20 Wednesday Jul 2016

Posted by danielwalldammit in Animals

≈ 18 Comments

Tags

Broke, Cats, Destruction, Funny, Hard Times, Humor, Memories, Money, Pets

This was many years back, and it may be too much information, but I still think it’s a funny story. Sad to say, it’s not fiction

***

Fido

The Culprit

How low can you sink in life?

That was my question, sitting there on the toilet seat, staring at the roll of toilet paper standing upright on the floor in front of me, my last roll of toilet paper.

…and realizing it was damned near out.

My cats were there to help me of course, as they always are when I head to the bathroom, but neither Fido nor Junkmail had any special skill in toilet-paper assessment. They flittered about my feet a little while before sliding one by one out the door and leaving me to ponder this new dilemma all by myself.

Would it be enough?

And might I need more before the day was out?

I knew I was also out of napkins, because I had used a bit of toilet paper for a napkin the night before. Presumably, I didn’t have any paper towels either. I would certainly have used one of those at dinner, if it’d been available.

So much for the store bought stuff!

I wondered if a few extra napkins from a fast food joint might be tucked away in a coat pocket somewhere, or perhaps stuffed into a space near the computer. Could I have set one to the side while downing a burger?

Maybe.

But of course, getting through the crisis of the moment was one thing; living through the next couple days was another.

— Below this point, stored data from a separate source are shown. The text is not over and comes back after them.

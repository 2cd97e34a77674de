pub mod help;
pub mod link;
pub mod setup;

pub use help::HelpHandler;
pub use link::LinkHandler;
pub use setup::SetupHandler;
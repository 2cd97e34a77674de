pub mod archive;
pub mod file_linker;
pub mod scratch;

pub use archive::extract_archive;
pub use file_linker::FileLinker;
pub use scratch::ScratchPaths;
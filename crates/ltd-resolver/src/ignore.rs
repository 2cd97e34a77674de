use regex::{Regex, RegexBuilder};
use std::path::Path;

use ltd_error::{Result, TypeLinkError};

/// Regular expressions, bare (`internal/`) or with flags (`/Legacy/i`),
/// matched anywhere in the absolute source path.
#[derive(Debug, Clone, Default)]
pub struct IgnoreMatcher {
    patterns: Vec<Regex>,
}

impl IgnoreMatcher {
    pub fn new(patterns: &[String]) -> Result<Self> {
        let patterns = patterns
            .iter()
            .map(|pattern| compile(pattern))
            .collect::<Result<Vec<_>>>()?;
        Ok(Self { patterns })
    }

    #[must_use]
    pub fn is_ignored(&self, path: &Path) -> bool {
        let candidate = path.to_string_lossy();
        self.patterns.iter().any(|re| re.is_match(&candidate))
    }
}

fn compile(pattern: &str) -> Result<Regex> {
    let (source, flags) = split_literal(pattern).unwrap_or((pattern, ""));

    RegexBuilder::new(source)
        .case_insensitive(flags.contains('i'))
        .multi_line(flags.contains('m'))
        .dot_matches_new_line(flags.contains('s'))
        .build()
        .map_err(|e| TypeLinkError::InvalidPattern(pattern.to_string(), e.to_string()))
}

/// `/source/flags` -> `(source, flags)`. Flags outside `gimsuy` mean the
/// pattern is not in literal form.
fn split_literal(pattern: &str) -> Option<(&str, &str)> {
    let body = pattern.strip_prefix('/')?;
    let (source, flags) = body.rsplit_once('/')?;
    if source.is_empty() || !flags.chars().all(|c| "gimsuy".contains(c)) {
        return None;
    }
    Some((source, flags))
}

#[cfg(test)]
mod tests {
    use super::*;

    fn matcher(patterns: &[&str]) -> IgnoreMatcher {
        let patterns: Vec<String> = patterns.iter().map(|p| (*p).to_string()).collect();
        IgnoreMatcher::new(&patterns).unwrap()
    }

    #[test]
    fn test_bare_pattern() {
        let m = matcher(&["internal/"]);
        assert!(m.is_ignored(Path::new("/proj/node_modules/pkg/internal/a.d.ts")));
        assert!(!m.is_ignored(Path::new("/proj/node_modules/pkg/public/a.d.ts")));
    }

    #[test]
    fn test_literal_with_flags() {
        let m = matcher(&["/LEGACY/i"]);
        assert!(m.is_ignored(Path::new("/proj/legacy/a.d.ts")));
    }

    #[test]
    fn test_slash_delimited_path_is_literal_form() {
        let m = matcher(&["/internal/"]);
        assert!(m.is_ignored(Path::new("/pkg/internal/a.d.ts")));
    }

    #[test]
    fn test_anchored_pattern() {
        let m = matcher(&[r"\.test\.d\.ts$"]);
        assert!(m.is_ignored(Path::new("/pkg/a.test.d.ts")));
        assert!(!m.is_ignored(Path::new("/pkg/a.d.ts")));
    }

    #[test]
    fn test_empty_matcher() {
        let m = matcher(&[]);
        assert!(!m.is_ignored(Path::new("/anything.d.ts")));
    }

    #[test]
    fn test_invalid_pattern() {
        let result = IgnoreMatcher::new(&["(unclosed".to_string()]);
        assert!(matches!(result, Err(TypeLinkError::InvalidPattern(_, _))));
    }
}
use std::path::{Component, Path, PathBuf};

use ltd_constants::{BIN_NAME, MANIFEST_FILE, SCRATCH_ROOT};

/// Nearest ancestor of `start` (inclusive) holding a package.json, else `start`.
#[must_use]
pub fn find_project_root(start: &Path) -> PathBuf {
    start
        .ancestors()
        .find(|dir| dir.join(MANIFEST_FILE).is_file())
        .unwrap_or(start)
        .to_path_buf()
}

#[must_use]
pub fn get_package_json_path(project_dir: &Path) -> PathBuf {
    project_dir.join(MANIFEST_FILE)
}

#[must_use]
pub fn get_node_modules_path(project_dir: &Path) -> PathBuf {
    project_dir.join("node_modules")
}

#[must_use]
pub fn get_scratch_path(project_dir: &Path) -> PathBuf {
    project_dir.join(SCRATCH_ROOT).join(BIN_NAME)
}

/// Handle scoped package names in file paths
#[must_use]
pub fn get_scoped_package_path(base_path: &Path, package_name: &str) -> PathBuf {
    package_name
        .split('/')
        .filter(|segment| !segment.is_empty())
        .fold(base_path.to_path_buf(), |path, segment| path.join(segment))
}

/// Flattens a module key into a single directory name (`@types/node` -> `__types__node`).
#[must_use]
pub fn sanitize_module_key(key: &str) -> String {
    key.replace(['/', '@'], "__")
}

#[must_use]
pub fn to_forward_slashes(path: &Path) -> String {
    path.components()
        .filter_map(|component| match component {
            Component::Normal(part) => Some(part.to_string_lossy().into_owned()),
            _ => None,
        })
        .collect::<Vec<_>>()
        .join("/")
}

/// Resolves `.` and `..` lexically, without touching the filesystem.
#[must_use]
pub fn normalize_path(path: &Path) -> PathBuf {
    let mut normalized = PathBuf::new();
    for component in path.components() {
        match component {
            Component::CurDir => {}
            Component::ParentDir => {
                normalized.pop();
            }
            other => normalized.push(other.as_os_str()),
        }
    }
    normalized
}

I really didn’t want to spend the five dollars remaining in my wallet on a package of toilet paper. So, this was a tough call.

I thought perhaps I could walk over to the mall and use their toilet, but wow! That’s desperation. When you can’t afford your own toiletries, you know life hasn’t turned out the way you planned.

I supposed I could get a single roll at the store for a little over a dollar if I remembered the prices correctly. That would leave me with about 4 dollars for other things. I preferred to buy in bulk, but that was no longer an option, much less a preference. In toiletries too, the inefficiencies of poverty prevail, even for those of us with no valid excuses for being poor. I had long since lost count of the stupid mistakes that had put me in this situation.

“Idiot!”

There was nothing feigned about that little moment of self-contempt. I was pretty pissed at myself. How much worse can things get I wondered, as I reached for the roll? How much more pathetic?

In a blaze of black and cream-colored fur, Fido flew into the room, tackled the roll and tumbled into the far corner of the bathroom just out a little beyond the reach of my hand. His claws and teeth whirled furiously about for a second or two before he darted out the door just as quickly as he’d entered it.

And there I sat, my hand still extended, staring at the pile of shreds that had formerly been my last roll of toilet paper.